(Collected data entries)

•••••

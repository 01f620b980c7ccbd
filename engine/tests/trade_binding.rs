//! Ticket-to-round binding and risk-layer reservations.

use std::sync::Arc;

use chrono::Duration;
use rust_decimal_macros::dec;

use parlaypool_common::{
    Amount, Clock, Collateral, ManualClock, Outcome, PoolError, Ratio, RoundIndex, TicketId,
    TicketMarket, UserId,
};
use parlaypool_engine::{
    ExposureLimit, InMemoryOracle, PoolConfig, RoundAccountingEngine, TradeRequest, Unlimited,
};
use parlaypool_ledger::{InMemoryLedger, LedgerAccount};
use parlaypool_pool::to_native_units;

fn setup() -> (RoundAccountingEngine, Arc<InMemoryOracle>, Arc<ManualClock>) {
    let ledger = Arc::new(InMemoryLedger::new(Collateral::usdc()));
    let funding = to_native_units(Amount::from_units(100_000), 6).unwrap();
    for name in ["alice", "trader"] {
        ledger.mint(&LedgerAccount::user(name), funding).unwrap();
    }
    ledger
        .mint(&LedgerAccount::DefaultLiquidityProvider, funding)
        .unwrap();

    let oracle = Arc::new(InMemoryOracle::new());
    let clock = Arc::new(ManualClock::default());
    let engine = RoundAccountingEngine::new(
        PoolConfig::default(),
        ledger,
        oracle.clone(),
        clock.clone(),
    )
    .unwrap();
    (engine, oracle, clock)
}

fn request(
    clock: &ManualClock,
    market: &str,
    kickoff_in: Duration,
    stake: u64,
    payout: u64,
) -> TradeRequest {
    TradeRequest::new(
        "trader",
        vec![TicketMarket::new(
            market,
            clock.now() + kickoff_in,
            Ratio::from_decimal(dec!(0.5)).unwrap(),
        )],
        Amount::from_units(stake),
        Amount::ZERO,
        Amount::from_units(payout),
    )
}

fn rounds_holding(engine: &RoundAccountingEngine, ticket: TicketId) -> Vec<RoundIndex> {
    engine
        .state()
        .rounds
        .values()
        .filter(|r| r.trading_tickets.contains(&ticket))
        .map(|r| r.index)
        .collect()
}

#[test]
fn test_record_trade_rejects_round_other_than_binding() {
    let (mut engine, _, clock) = setup();
    engine.deposit(&UserId::new("alice"), Amount::from_units(1_000)).unwrap();
    engine.fund_default_liquidity(Amount::from_units(500)).unwrap();
    engine.start().unwrap();

    let late = request(&clock, "wc-final", Duration::days(30), 10, 20);
    assert_eq!(engine.bind_ticket_to_round(&late.markets), RoundIndex::DEFAULT);

    let result = engine.record_trade(RoundIndex::new(2), late.clone());
    assert_eq!(
        result.unwrap_err(),
        PoolError::WrongRoundBinding {
            ticket_id: late.ticket_id,
            requested: RoundIndex::new(2),
            bound: RoundIndex::DEFAULT,
        }
    );
    assert!(engine.ticket(late.ticket_id).is_none());
    assert_eq!(
        engine.round_pool(RoundIndex::new(2)).unwrap().outstanding_exposure(),
        Amount::ZERO
    );

    let ticket = engine.record_trade(RoundIndex::DEFAULT, late).unwrap();
    assert_eq!(ticket.round, RoundIndex::DEFAULT);

    // The long-dated ticket does not hold up round 2.
    clock.advance(Duration::days(7));
    assert!(engine.can_close_current_round());
}

#[test]
fn test_every_ticket_binds_to_exactly_one_round() {
    let (mut engine, oracle, clock) = setup();
    engine.deposit(&UserId::new("alice"), Amount::from_units(2_000)).unwrap();
    engine.fund_default_liquidity(Amount::from_units(1_000)).unwrap();

    let mut tickets = vec![engine
        .commit_trade(request(&clock, "pre-start", Duration::hours(6), 10, 20), &Unlimited)
        .unwrap()];
    engine.start().unwrap();

    for (i, days) in [1, 3, 10, 30].into_iter().enumerate() {
        let market = format!("round-2-{}", i);
        let req = request(&clock, &market, Duration::days(days), 10, 20);
        tickets.push(engine.commit_trade(req, &Unlimited).unwrap());
    }

    oracle.resolve("round-2-0", Outcome::Lost);
    oracle.resolve("round-2-1", Outcome::Won);
    clock.advance(Duration::days(7));
    assert_eq!(engine.exercise_tickets_ready_to_be_exercised().unwrap(), 2);
    engine.close_current_round().unwrap();
    tickets.push(
        engine
            .commit_trade(request(&clock, "round-3", Duration::days(2), 10, 20), &Unlimited)
            .unwrap(),
    );

    let expected = [1, 2, 2, 1, 1, 3].map(RoundIndex::new);
    for (ticket, round) in tickets.iter().zip(expected) {
        assert_eq!(ticket.round, round);
        assert_eq!(engine.ticket_round(ticket.id), Some(round));
        assert_eq!(rounds_holding(&engine, ticket.id), vec![round]);
    }
}

#[test]
fn test_failed_trade_returns_risk_capacity() {
    let (mut engine, _, clock) = setup();
    let risk = ExposureLimit::new(Amount::from_units(100));

    for i in 0..3 {
        let req = request(&clock, &format!("m{}", i), Duration::hours(2), 40, 80);
        assert!(matches!(
            engine.commit_trade(req, &risk),
            Err(PoolError::InsufficientLiquidity { .. })
        ));
    }
    assert_eq!(risk.reserved(RoundIndex::DEFAULT), Amount::ZERO);

    engine.fund_default_liquidity(Amount::from_units(1_000)).unwrap();
    let req = request(&clock, "m3", Duration::hours(2), 40, 80);
    engine.commit_trade(req, &risk).unwrap();
    assert_eq!(risk.reserved(RoundIndex::DEFAULT), Amount::from_units(80));
    assert_eq!(engine.metrics().snapshot().trades_rejected, 3);
}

•••••

# THE PROBLEM
Repeat every line exactly, starting with the first line of the entries, and stop once the line containing "let ledger = Arc::new(InMemoryLedger::new(Collateral::usdc()));" has been given.

# REPLY
repository 01f620b980c7ccbd
filename engine/tests/trade_binding.rs
//! Ticket-to-round binding and risk-layer reservations.

use std::sync::Arc;

use chrono::Duration;
use rust_decimal_macros::dec;

use parlaypool_common::{
    Amount, Clock, Collateral, ManualClock, Outcome, PoolError, Ratio, RoundIndex, TicketId,
    TicketMarket, UserId,
};
use parlaypool_engine::{
    ExposureLimit, InMemoryOracle, PoolConfig, RoundAccountingEngine, TradeRequest, Unlimited,
};
use parlaypool_ledger::{InMemoryLedger, LedgerAccount};
use parlaypool_pool::to_native_units;

fn setup() -> (RoundAccountingEngine, Arc<InMemoryOracle>, Arc<ManualClock>) {
    let ledger = Arc::new(InMemoryLedger::new(Collateral::usdc()));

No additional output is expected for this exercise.